Relationship to pluralism
Process theology affirms that God is working in all persons to actualize potentialities. In that sense each religious manifestation is the Divine working in a unique way to bring out the beautiful and the good. Additionally, scripture and religion represent human interpretations of the divine. In this sense pluralism is the expression of the diversity of cultural backgrounds and assumptions that people use to approach the Divine.[16]
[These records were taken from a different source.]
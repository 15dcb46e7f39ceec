use super::super::EdgeVisionApp;
use super::icons;

impl EdgeVisionApp {
    pub(crate) fn ui_top(&mut self, ui: &mut egui::Ui) {
        ui.horizontal(|ui| {
            let has_image = self.image.has_image();
            let has_result = self.image.has_result();
            self.ui_file_menu(ui, has_result);
            ui.separator();

            self.ui_side_toggle(ui);
            ui.separator();

            let info_resp = ui
                .add_enabled(
                    has_image,
                    egui::Button::new(format!("{} Image info", icons::ICON_INFO))
                        .shortcut_text("Ctrl+I"),
                )
                .on_hover_text("Show file & image details (Ctrl+I)");
            if info_resp.clicked() && has_image {
                self.ui.info_window_open = true;
            }
        });
    }

    fn ui_file_menu(&mut self, ui: &mut egui::Ui, has_result: bool) {
        ui.menu_button(format!("{} File", icons::ICON_MENU), |ui| {
            if ui
                .add(egui::Button::new("Open image…").shortcut_text("Ctrl+O"))
                .on_hover_text("Open a JPG, PNG or BMP image (Ctrl+O). You can also drag & drop.")
                .clicked()
            {
                self.open_image_dialog();
                ui.close();
            }

            if ui
                .add(egui::Button::new("Paste image").shortcut_text("Ctrl+V"))
                .on_hover_text("Paste image from clipboard (Ctrl+V)")
                .clicked()
            {
                self.paste_image_from_clipboard(ui.ctx());
                ui.close();
            }

            ui.separator();

            if ui
                .add_enabled(
                    has_result,
                    egui::Button::new(format!("{} Save result…", icons::ICON_DOWNLOAD))
                        .shortcut_text("Ctrl+S"),
                )
                .on_hover_text("Save the edge map as PNG (Ctrl+S)")
                .clicked()
            {
                self.start_save_result();
                ui.close();
            }

            if ui
                .add_enabled(
                    has_result,
                    egui::Button::new(format!("{} Copy result", icons::ICON_COPY))
                        .shortcut_text("Ctrl+Shift+C"),
                )
                .on_hover_text("Copy the edge map to the clipboard (Ctrl+Shift+C)")
                .clicked()
            {
                self.copy_result_to_clipboard();
                ui.close();
            }
        });
    }

    fn ui_side_toggle(&mut self, ui: &mut egui::Ui) {
        let side_label = if self.ui.side_open {
            "Hide controls"
        } else {
            "Show controls"
        };
        let button = egui::Button::new(format!("{} {side_label}", icons::ICON_SIDE_TOGGLE))
            .shortcut_text("Ctrl+B");
        if ui
            .add(button)
            .on_hover_text("Toggle the edge detection controls (Ctrl+B)")
            .clicked()
        {
            self.ui.side_open = !self.ui.side_open;
        }
    }
}
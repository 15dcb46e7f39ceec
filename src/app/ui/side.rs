//! Side panel: algorithm choice and per-algorithm parameters.

use super::super::EdgeVisionApp;
use super::common::{accent_heading, accent_subheading, kernel_size_combo};
use super::icons;
use crate::edges::{EdgeAlgorithm, KernelSize, SIGMA_MAX, SobelDirection};
use egui::RichText;

impl EdgeVisionApp {
    pub(crate) fn ui_side_controls(&mut self, ui: &mut egui::Ui) {
        let accent = self.config.theme.accent();
        egui::ScrollArea::vertical().show(ui, |ui| {
            accent_heading(ui, accent, "Edge Detection Controls");
            ui.add_space(6.0);

            ui.label("Select Algorithm");
            for algorithm in EdgeAlgorithm::ALL {
                ui.radio_value(&mut self.settings.algorithm, algorithm, algorithm.label());
            }
            ui.separator();

            let title = format!("{} Parameters", self.settings.algorithm.label());
            accent_subheading(ui, accent, &title);
            ui.spacing_mut().slider_width = 150.0;
            match self.settings.algorithm {
                EdgeAlgorithm::Canny => self.ui_canny_controls(ui),
                EdgeAlgorithm::Sobel => self.ui_sobel_controls(ui),
                EdgeAlgorithm::Laplacian => {
                    kernel_size_combo(
                        ui,
                        "laplacian_kernel",
                        &mut self.settings.laplacian.kernel,
                        &KernelSize::LAPLACIAN_CHOICES,
                    );
                }
            }

            ui.add_space(8.0);
            if ui
                .button(format!("{} Reset parameters", icons::ICON_RESET))
                .on_hover_text("Restore the configured default parameters")
                .clicked()
            {
                self.reset_parameters();
            }

            if !self.image.has_image() {
                ui.add_space(6.0);
                ui.label(RichText::new("Load an image to see the result.").small().weak());
            }
        });
    }

    fn ui_canny_controls(&mut self, ui: &mut egui::Ui) {
        let canny = &mut self.settings.canny;
        ui.add(egui::Slider::new(&mut canny.lower, 0..=255).text("Lower Threshold"));
        ui.add(egui::Slider::new(&mut canny.upper, 0..=255).text("Upper Threshold"));
        if canny.lower > canny.upper {
            ui.label(
                RichText::new("Lower exceeds upper; the thresholds are swapped.")
                    .small()
                    .weak(),
            );
        }
        kernel_size_combo(
            ui,
            "canny_kernel",
            &mut canny.kernel,
            &KernelSize::SMOOTHING_CHOICES,
        );
        ui.add(
            egui::Slider::new(&mut canny.sigma, 0.0..=SIGMA_MAX)
                .step_by(0.1)
                .fixed_decimals(1)
                .text("Gaussian Sigma"),
        )
        .on_hover_text("0 derives sigma from the kernel size");
    }

    fn ui_sobel_controls(&mut self, ui: &mut egui::Ui) {
        let sobel = &mut self.settings.sobel;
        kernel_size_combo(
            ui,
            "sobel_kernel",
            &mut sobel.kernel,
            &KernelSize::SMOOTHING_CHOICES,
        );
        ui.label("Gradient Direction");
        ui.horizontal(|ui| {
            for direction in SobelDirection::ALL {
                ui.radio_value(&mut sobel.direction, direction, direction.label())
                    .on_hover_text(match direction {
                        SobelDirection::X => "First derivative along x",
                        SobelDirection::Y => "First derivative along y",
                        SobelDirection::Both => "Mixed derivative (dx = 1, dy = 1)",
                    });
            }
        });
    }
}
Relationship to the doctrine of the incarnation
Contrary to Christian orthodoxy, the Christ of mainstream process theology is not the mystical and historically exclusive union of divine and human natures in one hypostasis, the eternal Logos of God uniquely enfleshed in and identifiable as the man Jesus. Rather God is incarnate in the lives of all people when they act according to a call from God. Jesus fully and in every way responded to God's call, thus the person of Jesus is theologically understood as "the divine Word in human form." Jesus is not singularly or essentially God, but he was perfectly synchronized to God at all moments of life.[17] Cobb expressed the Incarnation in process terms that link it to his understanding of actualization of human potential: "'Christ' refers to the Logos as incarnate hence as the process of creative transformation in and of the world".
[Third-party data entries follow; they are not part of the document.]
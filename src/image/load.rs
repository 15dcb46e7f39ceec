use crate::config::{AppConfig, ImageLimits};
use image::{GenericImageView, ImageFormat, ImageReader, Limits, RgbImage, RgbaImage};
use std::io::Cursor;
use std::path::{Path, PathBuf};

/// Encodings accepted for upload.
#[derive(Debug, Clone, Copy, PartialEq, Eq, Hash)]
pub enum ImageKind {
    Jpeg,
    Png,
    Bmp,
}

impl ImageKind {
    /// File extensions offered by the open dialog.
    pub const EXTENSIONS: [&'static str; 4] = ["jpg", "jpeg", "png", "bmp"];

    pub fn from_extension(ext: &str) -> Option<Self> {
        match ext.to_ascii_lowercase().as_str() {
            "jpg" | "jpeg" => Some(Self::Jpeg),
            "png" => Some(Self::Png),
            "bmp" => Some(Self::Bmp),
            _ => None,
        }
    }

    pub const fn from_format(format: ImageFormat) -> Option<Self> {
        match format {
            ImageFormat::Jpeg => Some(Self::Jpeg),
            ImageFormat::Png => Some(Self::Png),
            ImageFormat::Bmp => Some(Self::Bmp),
            _ => None,
        }
    }

    pub const fn label(self) -> &'static str {
        match self {
            Self::Jpeg => "JPEG",
            Self::Png => "PNG",
            Self::Bmp => "BMP",
        }
    }
}

/// Why an image could not be turned into pixels.
#[derive(Debug, thiserror::Error)]
pub enum LoadError {
    #[error("Failed to read {}: {source}", .path.display())]
    Io {
        path: PathBuf,
        #[source]
        source: std::io::Error,
    },
    #[error("Unsupported image type '{0}' (expected JPG, PNG or BMP)")]
    UnsupportedFormat(String),
    #[error("Not a recognizable image (expected JPG, PNG or BMP data)")]
    UnknownFormat,
    #[error("Failed to decode image data: {0}")]
    Decode(#[from] image::ImageError),
    #[error(
        "Image too large: {width}x{height} (~{} MP) exceeds limit (~{} MP)",
        .pixels / 1_000_000,
        .limit / 1_000_000
    )]
    TooLarge {
        width: u64,
        height: u64,
        pixels: u64,
        limit: u64,
    },
    #[error("Image data is truncated: expected {expected} bytes, got {actual}")]
    Truncated { expected: usize, actual: usize },
}

/// A decoded upload: immutable RGB pixels plus the format it arrived in.
#[derive(Debug, Clone)]
pub struct UploadedImage {
    kind: Option<ImageKind>,
    pixels: RgbImage,
    byte_len: usize,
}

impl UploadedImage {
    /// Wrap raw RGBA pixels (clipboard data); alpha is dropped.
    pub fn from_rgba(width: usize, height: usize, bytes: &[u8]) -> Result<Self, LoadError> {
        let expected = width.saturating_mul(height).saturating_mul(4);
        if bytes.len() < expected {
            return Err(LoadError::Truncated {
                expected,
                actual: bytes.len(),
            });
        }
        let (Ok(w), Ok(h)) = (u32::try_from(width), u32::try_from(height)) else {
            return Err(LoadError::TooLarge {
                width: width as u64,
                height: height as u64,
                pixels: (width as u64).saturating_mul(height as u64),
                limit: u64::from(u32::MAX),
            });
        };
        let rgba = RgbaImage::from_raw(w, h, bytes[..expected].to_vec()).ok_or_else(|| {
            LoadError::Truncated {
                expected,
                actual: bytes.len(),
            }
        })?;
        let pixels = image::DynamicImage::ImageRgba8(rgba).to_rgb8();
        Ok(Self {
            kind: None,
            pixels,
            byte_len: expected,
        })
    }

    /// Build directly from an RGB grid.
    #[cfg(test)]
    pub const fn from_rgb(pixels: RgbImage, kind: Option<ImageKind>, byte_len: usize) -> Self {
        Self {
            kind,
            pixels,
            byte_len,
        }
    }

    pub const fn kind(&self) -> Option<ImageKind> {
        self.kind
    }

    pub const fn pixels(&self) -> &RgbImage {
        &self.pixels
    }

    pub const fn byte_len(&self) -> usize {
        self.byte_len
    }

    pub fn size(&self) -> [usize; 2] {
        let (w, h) = self.pixels.dimensions();
        [w as usize, h as usize]
    }
}

/// Reject dimensions beyond the configured pixel budget.
pub fn check_pixel_budget(limits: &ImageLimits, width: u64, height: u64) -> Result<(), LoadError> {
    let total_pixels = width.saturating_mul(height);
    if width > u64::from(limits.image_dim)
        || height > u64::from(limits.image_dim)
        || total_pixels > limits.total_pixels
    {
        return Err(LoadError::TooLarge {
            width,
            height,
            pixels: total_pixels,
            limit: limits.total_pixels,
        });
    }
    Ok(())
}

fn declared_kind(name: Option<&str>) -> Result<Option<ImageKind>, LoadError> {
    let Some(ext) = name
        .map(Path::new)
        .and_then(Path::extension)
        .and_then(|e| e.to_str())
    else {
        return Ok(None);
    };
    ImageKind::from_extension(ext)
        .map(Some)
        .ok_or_else(|| LoadError::UnsupportedFormat(ext.to_string()))
}

/// Decode raw upload bytes using configured limits.
///
/// `name` is the upload's file name when known; its extension must be one of the
/// accepted types. The content is sniffed independently and wins on mismatch.
pub fn decode_image_from_bytes(
    cfg: &AppConfig,
    name: Option<&str>,
    bytes: &[u8],
) -> Result<UploadedImage, LoadError> {
    let declared = declared_kind(name)?;
    let format = image::guess_format(bytes).map_err(|_| LoadError::UnknownFormat)?;
    let kind = ImageKind::from_format(format)
        .ok_or_else(|| LoadError::UnsupportedFormat(format!("{format:?}").to_lowercase()))?;
    if let Some(declared) = declared
        && declared != kind
    {
        log::warn!(
            "{} is named as {} but contains {} data",
            name.unwrap_or("upload"),
            declared.label(),
            kind.label()
        );
    }

    let il = cfg.effective_image_limits();
    let mut limits = Limits::default();
    limits.max_image_width = Some(il.image_dim);
    limits.max_image_height = Some(il.image_dim);
    limits.max_alloc = Some(il.alloc_bytes);
    let mut reader = ImageReader::with_format(Cursor::new(bytes), format);
    reader.limits(limits);
    let img = reader.decode()?;

    let (w, h) = img.dimensions();
    check_pixel_budget(&il, u64::from(w), u64::from(h))?;

    Ok(UploadedImage {
        kind: Some(kind),
        pixels: img.to_rgb8(),
        byte_len: bytes.len(),
    })
}

/// Load and decode an image from a filesystem path using configured limits.
pub fn decode_image_from_path(cfg: &AppConfig, path: &Path) -> Result<UploadedImage, LoadError> {
    let bytes = std::fs::read(path).map_err(|source| LoadError::Io {
        path: path.to_owned(),
        source,
    })?;
    let name = path.file_name().and_then(|s| s.to_str());
    decode_image_from_bytes(cfg, name, &bytes)
}

#[cfg(test)]
mod tests {
    use super::*;
    use image::{Rgb, Rgba};

    fn encode(img: &RgbImage, format: ImageFormat) -> Vec<u8> {
        let mut out = Cursor::new(Vec::new());
        img.write_to(&mut out, format).expect("encode test image");
        out.into_inner()
    }

    fn sample() -> RgbImage {
        RgbImage::from_fn(5, 3, |x, y| Rgb([(x * 40) as u8, (y * 80) as u8, 7]))
    }

    #[test]
    fn decodes_png_and_bmp_uploads() {
        let cfg = AppConfig::default();
        for (format, name) in [(ImageFormat::Png, "a.png"), (ImageFormat::Bmp, "b.BMP")] {
            let bytes = encode(&sample(), format);
            let uploaded = decode_image_from_bytes(&cfg, Some(name), &bytes).expect("decodes");
            assert_eq!(uploaded.pixels(), &sample());
            assert_eq!(uploaded.byte_len(), bytes.len());
            assert_eq!(uploaded.kind(), ImageKind::from_format(format));
        }
    }

    #[test]
    fn rejects_non_image_bytes() {
        let cfg = AppConfig::default();
        let err = decode_image_from_bytes(&cfg, Some("notes.png"), b"definitely not a picture")
            .expect_err("text is not an image");
        assert!(matches!(err, LoadError::UnknownFormat));
        assert!(!err.to_string().is_empty());
    }

    #[test]
    fn rejects_unsupported_extension() {
        let cfg = AppConfig::default();
        let bytes = encode(&sample(), ImageFormat::Png);
        let err = decode_image_from_bytes(&cfg, Some("scan.tiff"), &bytes).expect_err("tiff");
        assert!(matches!(err, LoadError::UnsupportedFormat(ext) if ext == "tiff"));
    }

    #[test]
    fn rejects_truncated_png() {
        let cfg = AppConfig::default();
        let bytes = encode(&sample(), ImageFormat::Png);
        let err = decode_image_from_bytes(&cfg, None, &bytes[..bytes.len() / 2])
            .expect_err("truncated");
        assert!(matches!(err, LoadError::Decode(_)));
    }

    #[test]
    fn content_wins_over_misleading_name() {
        let cfg = AppConfig::default();
        let bytes = encode(&sample(), ImageFormat::Png);
        let uploaded = decode_image_from_bytes(&cfg, Some("photo.jpg"), &bytes).expect("decodes");
        assert_eq!(uploaded.kind(), Some(ImageKind::Png));
    }

    #[test]
    fn rgba_upload_drops_alpha() {
        let rgba = RgbaImage::from_pixel(2, 2, Rgba([10, 20, 30, 0]));
        let uploaded = UploadedImage::from_rgba(2, 2, rgba.as_raw()).expect("valid");
        assert_eq!(uploaded.kind(), None);
        assert!(uploaded.pixels().pixels().all(|p| p.0 == [10, 20, 30]));

        let err = UploadedImage::from_rgba(2, 2, &rgba.as_raw()[..10]).expect_err("short");
        assert!(matches!(err, LoadError::Truncated { expected: 16, actual: 10 }));
    }

    #[test]
    fn pixel_budget_rejects_oversized_dimensions() {
        let limits = ImageLimits::default().sanitized();
        assert!(check_pixel_budget(&limits, 100, 100).is_ok());
        assert!(check_pixel_budget(&limits, u64::from(limits.image_dim) + 1, 1).is_err());
        assert!(check_pixel_budget(&limits, 10_000, 10_000).is_err());
    }
}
Debate about process theology's conception of God’s power
A criticism of process theology is that it offers a too severely diminished conception of God’s power. Process theologians argue that God does not have unilateral, coercive control over everything in the universe. In process theology, God cannot override a person’s freedom, nor perform miracles that violate the laws of nature, nor perform physical actions such as causing or halting a flood or an avalanche. Critics argue that this conception diminishes divine power to such a degree that God is no longer worshipful.[5][18][19][20][21]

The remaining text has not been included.